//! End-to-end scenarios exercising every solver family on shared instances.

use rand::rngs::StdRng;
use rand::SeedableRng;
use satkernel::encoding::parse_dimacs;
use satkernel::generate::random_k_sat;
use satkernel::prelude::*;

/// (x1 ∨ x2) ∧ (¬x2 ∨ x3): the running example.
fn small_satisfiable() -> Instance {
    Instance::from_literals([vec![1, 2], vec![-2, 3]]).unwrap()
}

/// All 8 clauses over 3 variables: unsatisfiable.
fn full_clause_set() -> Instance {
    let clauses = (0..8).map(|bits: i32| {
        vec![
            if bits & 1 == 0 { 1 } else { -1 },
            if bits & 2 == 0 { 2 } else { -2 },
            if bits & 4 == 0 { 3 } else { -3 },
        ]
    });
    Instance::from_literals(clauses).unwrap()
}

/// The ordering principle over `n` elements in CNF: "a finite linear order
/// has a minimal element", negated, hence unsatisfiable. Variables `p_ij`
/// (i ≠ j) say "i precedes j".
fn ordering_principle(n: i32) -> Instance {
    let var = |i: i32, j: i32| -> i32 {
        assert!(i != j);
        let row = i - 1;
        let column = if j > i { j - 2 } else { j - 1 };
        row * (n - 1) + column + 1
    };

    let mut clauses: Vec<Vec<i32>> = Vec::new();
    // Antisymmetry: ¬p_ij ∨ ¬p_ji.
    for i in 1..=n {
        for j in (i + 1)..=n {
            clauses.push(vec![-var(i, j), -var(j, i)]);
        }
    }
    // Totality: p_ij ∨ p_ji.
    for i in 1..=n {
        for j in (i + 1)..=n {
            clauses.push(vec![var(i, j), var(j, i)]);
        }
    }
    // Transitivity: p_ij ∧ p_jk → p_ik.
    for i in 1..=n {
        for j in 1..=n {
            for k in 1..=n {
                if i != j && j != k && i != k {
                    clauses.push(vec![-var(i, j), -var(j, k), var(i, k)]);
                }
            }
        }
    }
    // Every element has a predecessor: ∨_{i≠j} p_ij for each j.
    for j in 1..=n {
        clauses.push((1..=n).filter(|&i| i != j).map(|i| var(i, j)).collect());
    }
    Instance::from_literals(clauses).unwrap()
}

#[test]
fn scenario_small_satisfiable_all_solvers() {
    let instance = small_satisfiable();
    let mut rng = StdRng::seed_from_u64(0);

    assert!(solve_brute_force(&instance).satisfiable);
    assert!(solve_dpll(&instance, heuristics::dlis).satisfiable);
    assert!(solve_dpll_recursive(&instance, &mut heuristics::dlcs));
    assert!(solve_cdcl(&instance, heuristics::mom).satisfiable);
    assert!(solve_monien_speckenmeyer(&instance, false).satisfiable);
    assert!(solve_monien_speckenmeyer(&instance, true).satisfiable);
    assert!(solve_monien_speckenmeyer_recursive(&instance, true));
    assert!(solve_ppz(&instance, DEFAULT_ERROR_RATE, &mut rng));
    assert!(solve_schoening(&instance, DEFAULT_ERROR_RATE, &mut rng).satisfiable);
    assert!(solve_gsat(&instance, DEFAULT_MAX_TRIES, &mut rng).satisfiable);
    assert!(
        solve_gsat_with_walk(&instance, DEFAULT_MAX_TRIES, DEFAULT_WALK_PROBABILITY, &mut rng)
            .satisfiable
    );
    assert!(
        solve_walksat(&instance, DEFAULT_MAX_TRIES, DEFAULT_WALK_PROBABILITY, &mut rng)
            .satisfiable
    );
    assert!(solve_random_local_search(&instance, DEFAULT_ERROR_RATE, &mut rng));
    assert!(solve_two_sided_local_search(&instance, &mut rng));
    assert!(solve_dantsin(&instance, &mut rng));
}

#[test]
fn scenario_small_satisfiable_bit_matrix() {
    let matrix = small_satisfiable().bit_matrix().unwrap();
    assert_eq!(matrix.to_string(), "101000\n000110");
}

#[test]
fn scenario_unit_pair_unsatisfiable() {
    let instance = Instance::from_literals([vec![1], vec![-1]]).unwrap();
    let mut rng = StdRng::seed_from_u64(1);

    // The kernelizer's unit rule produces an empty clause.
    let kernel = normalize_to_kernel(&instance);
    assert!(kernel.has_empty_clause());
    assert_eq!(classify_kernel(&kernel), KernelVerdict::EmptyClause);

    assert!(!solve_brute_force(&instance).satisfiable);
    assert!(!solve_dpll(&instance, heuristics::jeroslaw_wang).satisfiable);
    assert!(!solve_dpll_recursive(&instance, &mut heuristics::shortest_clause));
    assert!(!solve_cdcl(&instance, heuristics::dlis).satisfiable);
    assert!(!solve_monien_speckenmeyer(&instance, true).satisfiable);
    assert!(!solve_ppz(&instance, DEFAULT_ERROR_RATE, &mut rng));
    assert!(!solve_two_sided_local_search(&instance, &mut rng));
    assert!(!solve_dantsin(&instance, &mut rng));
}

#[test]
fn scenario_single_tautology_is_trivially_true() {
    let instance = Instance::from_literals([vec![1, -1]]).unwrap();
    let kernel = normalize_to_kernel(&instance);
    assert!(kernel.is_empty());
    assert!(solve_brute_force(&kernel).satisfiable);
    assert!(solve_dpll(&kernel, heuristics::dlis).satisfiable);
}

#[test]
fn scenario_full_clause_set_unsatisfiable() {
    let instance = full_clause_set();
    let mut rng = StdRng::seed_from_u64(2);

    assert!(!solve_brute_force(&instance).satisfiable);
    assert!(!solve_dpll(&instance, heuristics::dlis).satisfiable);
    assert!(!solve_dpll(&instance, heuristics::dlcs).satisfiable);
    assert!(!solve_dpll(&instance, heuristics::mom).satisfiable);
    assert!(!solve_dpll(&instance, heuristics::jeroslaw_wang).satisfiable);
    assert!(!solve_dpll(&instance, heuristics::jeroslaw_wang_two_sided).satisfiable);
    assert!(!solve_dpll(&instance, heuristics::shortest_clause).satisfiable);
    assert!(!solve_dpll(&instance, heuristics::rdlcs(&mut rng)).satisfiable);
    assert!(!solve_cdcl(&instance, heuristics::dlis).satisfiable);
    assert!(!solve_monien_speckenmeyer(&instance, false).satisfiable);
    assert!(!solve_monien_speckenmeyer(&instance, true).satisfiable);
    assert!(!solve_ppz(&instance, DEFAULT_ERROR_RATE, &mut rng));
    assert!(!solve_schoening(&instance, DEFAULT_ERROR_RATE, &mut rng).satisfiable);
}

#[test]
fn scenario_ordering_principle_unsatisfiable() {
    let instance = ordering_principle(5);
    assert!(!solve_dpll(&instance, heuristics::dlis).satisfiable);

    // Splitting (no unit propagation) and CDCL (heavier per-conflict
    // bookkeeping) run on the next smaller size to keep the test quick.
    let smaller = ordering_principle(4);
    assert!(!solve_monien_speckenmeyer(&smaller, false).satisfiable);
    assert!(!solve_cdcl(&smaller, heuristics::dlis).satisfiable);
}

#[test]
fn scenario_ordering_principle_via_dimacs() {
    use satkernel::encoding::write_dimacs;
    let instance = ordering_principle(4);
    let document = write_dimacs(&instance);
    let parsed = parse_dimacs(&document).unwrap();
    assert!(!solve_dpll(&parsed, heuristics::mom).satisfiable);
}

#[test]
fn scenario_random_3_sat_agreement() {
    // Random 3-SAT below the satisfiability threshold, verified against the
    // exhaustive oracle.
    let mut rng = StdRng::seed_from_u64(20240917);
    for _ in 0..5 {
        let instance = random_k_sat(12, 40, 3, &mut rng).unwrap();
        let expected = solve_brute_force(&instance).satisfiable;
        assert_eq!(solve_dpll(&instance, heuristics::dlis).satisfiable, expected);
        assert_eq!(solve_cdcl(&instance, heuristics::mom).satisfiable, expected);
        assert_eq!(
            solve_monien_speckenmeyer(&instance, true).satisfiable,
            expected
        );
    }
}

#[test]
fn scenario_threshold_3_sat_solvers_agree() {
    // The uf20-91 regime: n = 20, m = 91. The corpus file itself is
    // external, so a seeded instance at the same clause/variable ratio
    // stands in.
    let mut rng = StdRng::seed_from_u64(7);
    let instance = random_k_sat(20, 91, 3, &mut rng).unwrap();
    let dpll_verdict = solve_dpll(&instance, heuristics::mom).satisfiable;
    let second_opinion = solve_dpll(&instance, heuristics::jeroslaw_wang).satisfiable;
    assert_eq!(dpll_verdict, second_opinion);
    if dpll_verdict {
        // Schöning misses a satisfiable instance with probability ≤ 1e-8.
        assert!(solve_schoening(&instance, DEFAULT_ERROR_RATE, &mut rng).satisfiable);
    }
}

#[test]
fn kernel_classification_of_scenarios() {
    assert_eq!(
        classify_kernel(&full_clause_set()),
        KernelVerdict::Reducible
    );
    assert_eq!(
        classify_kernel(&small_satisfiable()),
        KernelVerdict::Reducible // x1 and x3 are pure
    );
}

TASK GOAL:
In the listing above, please copy exactly the lines from the first through the one that contains "(i ≠ j) say", and no others.

OUTPUT BELOW:
//! End-to-end scenarios exercising every solver family on shared instances.

use rand::rngs::StdRng;
use rand::SeedableRng;
use satkernel::encoding::parse_dimacs;
use satkernel::generate::random_k_sat;
use satkernel::prelude::*;

/// (x1 ∨ x2) ∧ (¬x2 ∨ x3): the running example.
fn small_satisfiable() -> Instance {
    Instance::from_literals([vec![1, 2], vec![-2, 3]]).unwrap()
}

/// All 8 clauses over 3 variables: unsatisfiable.
fn full_clause_set() -> Instance {
    let clauses = (0..8).map(|bits: i32| {
        vec![
            if bits & 1 == 0 { 1 } else { -1 },
            if bits & 2 == 0 { 2 } else { -2 },
            if bits & 4 == 0 { 3 } else { -3 },
        ]
    });
    Instance::from_literals(clauses).unwrap()
}

/// The ordering principle over `n` elements in CNF: "a finite linear order
/// has a minimal element", negated, hence unsatisfiable. Variables `p_ij`
/// (i ≠ j) say "i precedes j".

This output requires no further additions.